WHAT IS EXPECTED:
Answer with a single number, the count of lines in the material below that contain the word "PowertrainAdvice".

=== Section Start ===

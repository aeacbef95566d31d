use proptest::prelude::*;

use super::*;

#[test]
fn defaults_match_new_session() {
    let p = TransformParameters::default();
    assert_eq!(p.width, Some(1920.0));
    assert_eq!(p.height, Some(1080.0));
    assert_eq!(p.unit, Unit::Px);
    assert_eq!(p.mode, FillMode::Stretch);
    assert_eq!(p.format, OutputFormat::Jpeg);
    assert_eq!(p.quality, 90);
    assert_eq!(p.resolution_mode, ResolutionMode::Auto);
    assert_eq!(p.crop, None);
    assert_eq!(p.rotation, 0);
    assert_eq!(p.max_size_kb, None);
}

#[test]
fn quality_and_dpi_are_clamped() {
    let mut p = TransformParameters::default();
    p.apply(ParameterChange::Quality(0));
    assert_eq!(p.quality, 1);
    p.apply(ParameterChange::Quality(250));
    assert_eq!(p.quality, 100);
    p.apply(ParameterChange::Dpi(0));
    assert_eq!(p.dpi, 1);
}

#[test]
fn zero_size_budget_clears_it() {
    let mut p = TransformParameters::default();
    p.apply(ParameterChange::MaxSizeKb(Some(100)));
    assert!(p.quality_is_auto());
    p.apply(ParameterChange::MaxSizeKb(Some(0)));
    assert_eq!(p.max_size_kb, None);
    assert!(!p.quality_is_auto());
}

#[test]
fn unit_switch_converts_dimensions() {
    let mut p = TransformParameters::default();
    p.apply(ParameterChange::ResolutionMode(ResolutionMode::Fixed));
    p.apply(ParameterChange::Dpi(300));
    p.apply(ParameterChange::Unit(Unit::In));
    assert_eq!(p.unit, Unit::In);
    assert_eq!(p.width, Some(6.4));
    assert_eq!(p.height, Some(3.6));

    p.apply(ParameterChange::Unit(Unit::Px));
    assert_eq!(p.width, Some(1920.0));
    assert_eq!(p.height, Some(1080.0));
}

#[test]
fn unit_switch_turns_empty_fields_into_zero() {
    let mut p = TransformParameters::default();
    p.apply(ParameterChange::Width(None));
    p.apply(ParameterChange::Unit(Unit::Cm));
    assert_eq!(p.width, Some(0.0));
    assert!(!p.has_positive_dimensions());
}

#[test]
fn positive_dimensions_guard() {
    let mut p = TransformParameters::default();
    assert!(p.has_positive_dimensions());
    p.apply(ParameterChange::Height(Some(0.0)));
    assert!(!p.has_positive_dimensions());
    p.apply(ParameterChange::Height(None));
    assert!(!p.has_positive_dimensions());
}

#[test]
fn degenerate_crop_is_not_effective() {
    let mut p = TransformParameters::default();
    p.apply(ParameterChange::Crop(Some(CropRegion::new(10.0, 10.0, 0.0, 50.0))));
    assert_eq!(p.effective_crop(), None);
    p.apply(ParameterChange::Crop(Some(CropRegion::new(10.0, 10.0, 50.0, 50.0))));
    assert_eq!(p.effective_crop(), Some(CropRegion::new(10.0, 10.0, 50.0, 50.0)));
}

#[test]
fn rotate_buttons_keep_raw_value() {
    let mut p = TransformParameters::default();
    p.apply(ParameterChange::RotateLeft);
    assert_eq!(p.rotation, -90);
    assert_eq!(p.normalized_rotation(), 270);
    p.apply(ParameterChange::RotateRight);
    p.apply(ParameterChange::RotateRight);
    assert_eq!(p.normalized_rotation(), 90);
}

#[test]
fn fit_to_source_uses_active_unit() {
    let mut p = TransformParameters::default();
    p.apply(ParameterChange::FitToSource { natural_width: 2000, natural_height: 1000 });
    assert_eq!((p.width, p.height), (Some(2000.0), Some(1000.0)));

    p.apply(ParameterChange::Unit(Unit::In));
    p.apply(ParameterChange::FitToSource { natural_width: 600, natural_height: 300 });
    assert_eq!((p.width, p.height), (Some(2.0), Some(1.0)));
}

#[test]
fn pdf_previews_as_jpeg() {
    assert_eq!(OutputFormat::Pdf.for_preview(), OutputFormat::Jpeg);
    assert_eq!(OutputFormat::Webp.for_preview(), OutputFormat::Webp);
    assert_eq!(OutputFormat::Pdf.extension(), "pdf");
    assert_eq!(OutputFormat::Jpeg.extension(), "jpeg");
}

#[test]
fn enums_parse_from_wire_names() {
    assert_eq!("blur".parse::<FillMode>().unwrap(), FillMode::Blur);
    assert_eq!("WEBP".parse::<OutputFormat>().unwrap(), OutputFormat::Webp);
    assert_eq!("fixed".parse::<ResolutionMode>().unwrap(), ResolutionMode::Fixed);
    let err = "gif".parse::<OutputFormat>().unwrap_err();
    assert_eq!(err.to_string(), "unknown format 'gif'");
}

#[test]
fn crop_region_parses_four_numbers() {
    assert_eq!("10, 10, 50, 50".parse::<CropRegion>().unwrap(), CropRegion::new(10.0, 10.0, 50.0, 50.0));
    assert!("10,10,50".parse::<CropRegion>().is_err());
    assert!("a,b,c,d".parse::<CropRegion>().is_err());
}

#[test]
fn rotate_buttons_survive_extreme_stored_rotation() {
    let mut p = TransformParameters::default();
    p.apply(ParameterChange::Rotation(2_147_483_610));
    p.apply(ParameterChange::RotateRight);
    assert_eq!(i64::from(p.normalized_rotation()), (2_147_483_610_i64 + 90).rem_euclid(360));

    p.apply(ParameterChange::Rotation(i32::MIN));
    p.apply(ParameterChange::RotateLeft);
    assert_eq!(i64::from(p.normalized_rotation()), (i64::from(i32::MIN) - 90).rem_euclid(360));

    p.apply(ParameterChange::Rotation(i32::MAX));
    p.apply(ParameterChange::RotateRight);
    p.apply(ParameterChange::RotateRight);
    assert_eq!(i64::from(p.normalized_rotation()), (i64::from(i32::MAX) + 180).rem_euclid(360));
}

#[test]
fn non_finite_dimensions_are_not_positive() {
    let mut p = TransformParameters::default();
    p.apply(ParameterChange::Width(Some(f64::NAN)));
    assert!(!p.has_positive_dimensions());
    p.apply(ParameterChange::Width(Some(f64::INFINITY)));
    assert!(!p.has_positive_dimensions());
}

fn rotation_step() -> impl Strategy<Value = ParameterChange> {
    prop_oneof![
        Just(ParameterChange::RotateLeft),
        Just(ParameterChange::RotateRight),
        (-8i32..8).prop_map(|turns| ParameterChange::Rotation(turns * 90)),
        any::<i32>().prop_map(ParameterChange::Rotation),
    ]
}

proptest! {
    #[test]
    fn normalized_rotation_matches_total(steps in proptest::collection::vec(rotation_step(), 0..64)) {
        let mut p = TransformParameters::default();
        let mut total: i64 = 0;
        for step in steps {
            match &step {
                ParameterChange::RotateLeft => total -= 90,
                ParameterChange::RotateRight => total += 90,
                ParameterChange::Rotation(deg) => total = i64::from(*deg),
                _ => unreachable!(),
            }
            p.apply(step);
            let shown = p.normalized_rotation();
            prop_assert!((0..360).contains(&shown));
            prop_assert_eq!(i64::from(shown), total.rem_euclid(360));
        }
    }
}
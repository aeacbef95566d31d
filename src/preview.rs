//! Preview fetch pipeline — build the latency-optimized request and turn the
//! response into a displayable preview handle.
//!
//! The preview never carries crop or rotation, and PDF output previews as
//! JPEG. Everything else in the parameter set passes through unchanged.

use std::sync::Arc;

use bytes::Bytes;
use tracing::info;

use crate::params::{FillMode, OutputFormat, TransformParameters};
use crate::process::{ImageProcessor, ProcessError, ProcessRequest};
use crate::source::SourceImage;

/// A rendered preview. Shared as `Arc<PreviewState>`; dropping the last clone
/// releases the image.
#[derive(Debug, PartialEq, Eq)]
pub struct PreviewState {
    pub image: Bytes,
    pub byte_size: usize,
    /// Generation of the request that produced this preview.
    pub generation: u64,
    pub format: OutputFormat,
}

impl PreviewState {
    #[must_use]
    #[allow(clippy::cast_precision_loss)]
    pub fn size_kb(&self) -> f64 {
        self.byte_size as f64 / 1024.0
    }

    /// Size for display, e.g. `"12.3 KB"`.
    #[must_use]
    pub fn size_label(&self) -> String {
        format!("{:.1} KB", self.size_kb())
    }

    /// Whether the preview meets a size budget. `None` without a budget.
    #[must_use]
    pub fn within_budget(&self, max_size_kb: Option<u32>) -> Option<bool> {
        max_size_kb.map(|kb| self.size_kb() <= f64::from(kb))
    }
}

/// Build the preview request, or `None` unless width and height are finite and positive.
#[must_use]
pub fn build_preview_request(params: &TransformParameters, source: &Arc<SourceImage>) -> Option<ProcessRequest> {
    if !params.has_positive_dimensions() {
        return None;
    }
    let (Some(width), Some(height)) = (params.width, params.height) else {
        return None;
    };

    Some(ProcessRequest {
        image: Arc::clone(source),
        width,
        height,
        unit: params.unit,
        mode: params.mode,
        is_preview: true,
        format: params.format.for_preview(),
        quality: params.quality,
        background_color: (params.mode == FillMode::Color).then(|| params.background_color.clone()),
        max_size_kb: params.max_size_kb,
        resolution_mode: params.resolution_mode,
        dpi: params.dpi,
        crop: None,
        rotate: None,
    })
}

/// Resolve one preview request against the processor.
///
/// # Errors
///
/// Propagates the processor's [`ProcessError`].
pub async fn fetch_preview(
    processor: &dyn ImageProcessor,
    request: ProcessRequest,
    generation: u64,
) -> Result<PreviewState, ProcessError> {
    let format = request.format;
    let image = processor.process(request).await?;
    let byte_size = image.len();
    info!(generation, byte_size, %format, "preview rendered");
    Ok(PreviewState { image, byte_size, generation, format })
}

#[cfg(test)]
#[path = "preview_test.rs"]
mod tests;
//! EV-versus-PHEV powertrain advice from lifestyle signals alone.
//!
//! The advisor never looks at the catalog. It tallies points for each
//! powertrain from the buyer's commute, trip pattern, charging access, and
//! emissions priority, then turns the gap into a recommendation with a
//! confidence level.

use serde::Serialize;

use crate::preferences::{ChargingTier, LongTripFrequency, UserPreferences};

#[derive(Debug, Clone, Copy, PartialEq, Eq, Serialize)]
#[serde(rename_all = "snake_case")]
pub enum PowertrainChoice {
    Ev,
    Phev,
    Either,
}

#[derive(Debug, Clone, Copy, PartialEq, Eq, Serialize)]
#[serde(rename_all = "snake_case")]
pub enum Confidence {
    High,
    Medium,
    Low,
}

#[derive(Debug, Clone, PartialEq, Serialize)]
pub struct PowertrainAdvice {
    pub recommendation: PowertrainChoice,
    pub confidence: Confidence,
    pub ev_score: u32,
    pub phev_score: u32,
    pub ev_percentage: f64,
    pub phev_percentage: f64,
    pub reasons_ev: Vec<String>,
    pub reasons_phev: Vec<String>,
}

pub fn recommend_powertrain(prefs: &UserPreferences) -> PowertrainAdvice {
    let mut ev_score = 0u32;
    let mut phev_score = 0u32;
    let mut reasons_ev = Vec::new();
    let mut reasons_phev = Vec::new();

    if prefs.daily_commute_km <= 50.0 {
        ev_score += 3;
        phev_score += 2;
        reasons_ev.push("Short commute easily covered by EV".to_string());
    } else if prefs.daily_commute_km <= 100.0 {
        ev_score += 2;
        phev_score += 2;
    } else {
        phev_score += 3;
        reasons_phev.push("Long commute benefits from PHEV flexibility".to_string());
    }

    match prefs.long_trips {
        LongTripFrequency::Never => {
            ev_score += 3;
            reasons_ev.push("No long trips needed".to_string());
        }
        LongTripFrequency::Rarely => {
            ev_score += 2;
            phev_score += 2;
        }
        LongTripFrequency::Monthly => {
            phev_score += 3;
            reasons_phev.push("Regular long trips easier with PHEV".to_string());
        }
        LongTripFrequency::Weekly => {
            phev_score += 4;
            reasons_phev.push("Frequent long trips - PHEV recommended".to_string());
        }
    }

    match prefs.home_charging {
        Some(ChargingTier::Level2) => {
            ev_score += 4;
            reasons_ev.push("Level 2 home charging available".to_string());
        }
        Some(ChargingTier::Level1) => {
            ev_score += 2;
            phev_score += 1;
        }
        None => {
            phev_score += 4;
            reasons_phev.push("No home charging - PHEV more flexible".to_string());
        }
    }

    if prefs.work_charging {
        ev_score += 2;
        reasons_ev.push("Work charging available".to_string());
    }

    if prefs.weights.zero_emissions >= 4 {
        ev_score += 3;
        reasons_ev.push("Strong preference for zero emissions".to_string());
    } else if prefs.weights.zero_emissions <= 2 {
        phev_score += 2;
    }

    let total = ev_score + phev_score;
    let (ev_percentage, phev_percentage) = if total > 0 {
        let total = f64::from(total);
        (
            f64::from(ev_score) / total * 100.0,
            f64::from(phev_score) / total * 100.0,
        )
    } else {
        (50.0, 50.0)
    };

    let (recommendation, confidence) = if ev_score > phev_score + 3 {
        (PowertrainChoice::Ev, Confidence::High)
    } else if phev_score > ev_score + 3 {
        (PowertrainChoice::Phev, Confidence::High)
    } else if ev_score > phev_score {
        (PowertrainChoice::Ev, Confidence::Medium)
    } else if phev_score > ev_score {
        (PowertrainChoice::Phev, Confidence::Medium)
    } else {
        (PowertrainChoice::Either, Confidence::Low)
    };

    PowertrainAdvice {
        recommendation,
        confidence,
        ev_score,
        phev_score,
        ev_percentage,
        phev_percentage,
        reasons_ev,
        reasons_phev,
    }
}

=== Section End ===
=== Section Start ===

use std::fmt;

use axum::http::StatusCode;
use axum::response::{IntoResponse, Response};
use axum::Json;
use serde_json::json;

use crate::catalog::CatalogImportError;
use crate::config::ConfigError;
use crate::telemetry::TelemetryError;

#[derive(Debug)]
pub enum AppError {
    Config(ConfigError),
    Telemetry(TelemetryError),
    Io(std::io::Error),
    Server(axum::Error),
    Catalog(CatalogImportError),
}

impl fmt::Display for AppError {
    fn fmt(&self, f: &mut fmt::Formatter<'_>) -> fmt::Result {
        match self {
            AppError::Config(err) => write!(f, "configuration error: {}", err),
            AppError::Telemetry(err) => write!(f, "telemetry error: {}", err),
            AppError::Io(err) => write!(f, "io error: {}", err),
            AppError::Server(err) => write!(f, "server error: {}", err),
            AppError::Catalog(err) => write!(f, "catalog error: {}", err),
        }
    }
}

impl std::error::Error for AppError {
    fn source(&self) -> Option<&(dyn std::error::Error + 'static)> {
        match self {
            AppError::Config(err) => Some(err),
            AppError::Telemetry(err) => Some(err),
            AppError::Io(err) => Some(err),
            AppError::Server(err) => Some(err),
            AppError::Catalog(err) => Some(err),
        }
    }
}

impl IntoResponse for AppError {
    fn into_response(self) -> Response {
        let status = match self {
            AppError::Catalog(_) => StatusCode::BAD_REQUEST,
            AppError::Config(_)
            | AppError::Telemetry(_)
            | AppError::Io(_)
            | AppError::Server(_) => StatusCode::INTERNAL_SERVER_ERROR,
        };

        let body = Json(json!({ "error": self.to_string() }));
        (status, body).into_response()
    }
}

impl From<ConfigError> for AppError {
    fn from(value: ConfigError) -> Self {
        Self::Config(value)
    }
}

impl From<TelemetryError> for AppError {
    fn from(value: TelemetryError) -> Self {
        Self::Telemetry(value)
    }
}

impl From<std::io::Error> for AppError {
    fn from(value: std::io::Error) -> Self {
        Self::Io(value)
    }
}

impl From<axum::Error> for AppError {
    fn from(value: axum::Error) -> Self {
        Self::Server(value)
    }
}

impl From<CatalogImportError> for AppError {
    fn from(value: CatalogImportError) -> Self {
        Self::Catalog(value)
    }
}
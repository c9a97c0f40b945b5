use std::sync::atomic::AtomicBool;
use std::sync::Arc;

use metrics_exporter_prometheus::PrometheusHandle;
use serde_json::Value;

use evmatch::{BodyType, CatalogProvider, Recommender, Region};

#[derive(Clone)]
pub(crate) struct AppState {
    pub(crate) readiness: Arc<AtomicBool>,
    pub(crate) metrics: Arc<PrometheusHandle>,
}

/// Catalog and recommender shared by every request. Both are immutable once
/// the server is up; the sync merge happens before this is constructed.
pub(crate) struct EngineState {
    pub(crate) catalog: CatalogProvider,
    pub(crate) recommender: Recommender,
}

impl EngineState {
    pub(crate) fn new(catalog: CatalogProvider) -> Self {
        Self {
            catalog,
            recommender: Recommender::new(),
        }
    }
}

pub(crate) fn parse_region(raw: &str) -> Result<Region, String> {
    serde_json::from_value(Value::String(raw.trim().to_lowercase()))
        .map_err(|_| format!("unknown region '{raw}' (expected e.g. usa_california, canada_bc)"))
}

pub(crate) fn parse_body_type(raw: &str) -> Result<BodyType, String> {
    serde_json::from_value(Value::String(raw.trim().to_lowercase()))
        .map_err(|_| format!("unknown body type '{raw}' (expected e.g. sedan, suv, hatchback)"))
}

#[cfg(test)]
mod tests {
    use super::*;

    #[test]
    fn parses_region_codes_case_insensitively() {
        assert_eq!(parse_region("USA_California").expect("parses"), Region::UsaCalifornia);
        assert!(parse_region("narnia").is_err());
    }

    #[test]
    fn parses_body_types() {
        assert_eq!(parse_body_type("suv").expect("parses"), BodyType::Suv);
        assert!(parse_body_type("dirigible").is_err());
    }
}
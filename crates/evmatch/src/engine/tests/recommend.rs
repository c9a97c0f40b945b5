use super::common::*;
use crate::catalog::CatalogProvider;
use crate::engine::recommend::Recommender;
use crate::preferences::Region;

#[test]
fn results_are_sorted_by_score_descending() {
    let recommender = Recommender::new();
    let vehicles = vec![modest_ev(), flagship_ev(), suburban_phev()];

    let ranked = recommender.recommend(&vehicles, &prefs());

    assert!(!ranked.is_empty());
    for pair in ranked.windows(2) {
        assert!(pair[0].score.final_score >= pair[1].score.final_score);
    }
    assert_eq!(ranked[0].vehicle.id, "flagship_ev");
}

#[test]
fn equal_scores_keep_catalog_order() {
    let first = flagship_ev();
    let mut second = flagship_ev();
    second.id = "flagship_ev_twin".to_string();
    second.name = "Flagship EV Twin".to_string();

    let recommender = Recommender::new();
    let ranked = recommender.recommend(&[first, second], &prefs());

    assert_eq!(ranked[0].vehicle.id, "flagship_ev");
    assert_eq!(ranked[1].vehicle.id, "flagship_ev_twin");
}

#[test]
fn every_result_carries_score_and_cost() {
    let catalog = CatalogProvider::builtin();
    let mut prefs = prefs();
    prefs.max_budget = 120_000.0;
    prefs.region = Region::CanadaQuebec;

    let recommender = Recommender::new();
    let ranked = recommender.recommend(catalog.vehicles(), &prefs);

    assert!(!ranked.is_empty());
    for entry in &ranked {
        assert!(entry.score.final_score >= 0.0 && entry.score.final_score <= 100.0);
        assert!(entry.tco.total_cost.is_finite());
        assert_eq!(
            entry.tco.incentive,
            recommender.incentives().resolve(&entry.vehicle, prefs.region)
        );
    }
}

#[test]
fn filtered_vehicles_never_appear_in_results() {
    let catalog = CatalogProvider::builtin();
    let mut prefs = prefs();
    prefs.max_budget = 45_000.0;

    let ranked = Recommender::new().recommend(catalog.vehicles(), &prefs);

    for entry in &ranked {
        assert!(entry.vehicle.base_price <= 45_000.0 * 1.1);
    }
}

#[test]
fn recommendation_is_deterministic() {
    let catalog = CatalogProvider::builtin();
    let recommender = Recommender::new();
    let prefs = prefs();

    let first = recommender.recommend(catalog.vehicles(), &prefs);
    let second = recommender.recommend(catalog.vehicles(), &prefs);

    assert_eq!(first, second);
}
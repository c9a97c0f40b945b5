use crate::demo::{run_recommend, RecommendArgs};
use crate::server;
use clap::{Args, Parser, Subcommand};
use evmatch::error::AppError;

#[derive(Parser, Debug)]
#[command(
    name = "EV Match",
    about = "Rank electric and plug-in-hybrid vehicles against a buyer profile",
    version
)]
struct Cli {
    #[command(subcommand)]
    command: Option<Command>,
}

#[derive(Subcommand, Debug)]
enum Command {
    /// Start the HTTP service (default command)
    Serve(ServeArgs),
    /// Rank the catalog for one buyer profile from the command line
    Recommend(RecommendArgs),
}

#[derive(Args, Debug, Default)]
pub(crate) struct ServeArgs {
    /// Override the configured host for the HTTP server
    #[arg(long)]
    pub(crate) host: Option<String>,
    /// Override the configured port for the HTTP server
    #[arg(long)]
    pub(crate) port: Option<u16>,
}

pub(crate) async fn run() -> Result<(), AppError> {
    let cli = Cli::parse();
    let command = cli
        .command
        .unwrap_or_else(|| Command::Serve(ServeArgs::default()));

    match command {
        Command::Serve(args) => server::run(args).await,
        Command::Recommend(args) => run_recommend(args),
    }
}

=== Section End ===

ANSWER SECTION:
3